EXERCISE PROMPT:
A line qualifies if it holds the string "TcpStream". Copy every qualifying line from the records.

═══ DATA SHOWN

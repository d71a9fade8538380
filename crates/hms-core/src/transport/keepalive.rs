//! TCP keepalive for accepted and outgoing connections.

use std::time::Duration;

use socket2::{SockRef, TcpKeepalive};
use tokio::net::TcpStream;

/// Keepalive probe timing.
#[derive(Debug, Clone, Copy, PartialEq, Eq)]
pub struct KeepaliveConfig {
    /// Idle time before the first probe.
    pub idle: Duration,
    /// Time between unanswered probes.
    pub interval: Duration,
}

impl Default for KeepaliveConfig {
    fn default() -> Self {
        Self {
            idle: Duration::from_secs(1),
            interval: Duration::from_secs(1),
        }
    }
}

/// Enables keepalive on `stream` with the given timing.
///
/// The probe interval is only applied on platforms that expose it.
pub fn apply_keepalive(stream: &TcpStream, config: &KeepaliveConfig) -> std::io::Result<()> {
    let params = TcpKeepalive::new().with_time(config.idle);
    #[cfg(any(target_os = "linux", target_os = "macos", target_os = "windows"))]
    let params = params.with_interval(config.interval);
    SockRef::from(stream).set_tcp_keepalive(&params)
}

══════

RESPONSE TO THE TASK:
use tokio::net::TcpStream;
pub fn apply_keepalive(stream: &TcpStream, config: &KeepaliveConfig) -> std::io::Result<()> {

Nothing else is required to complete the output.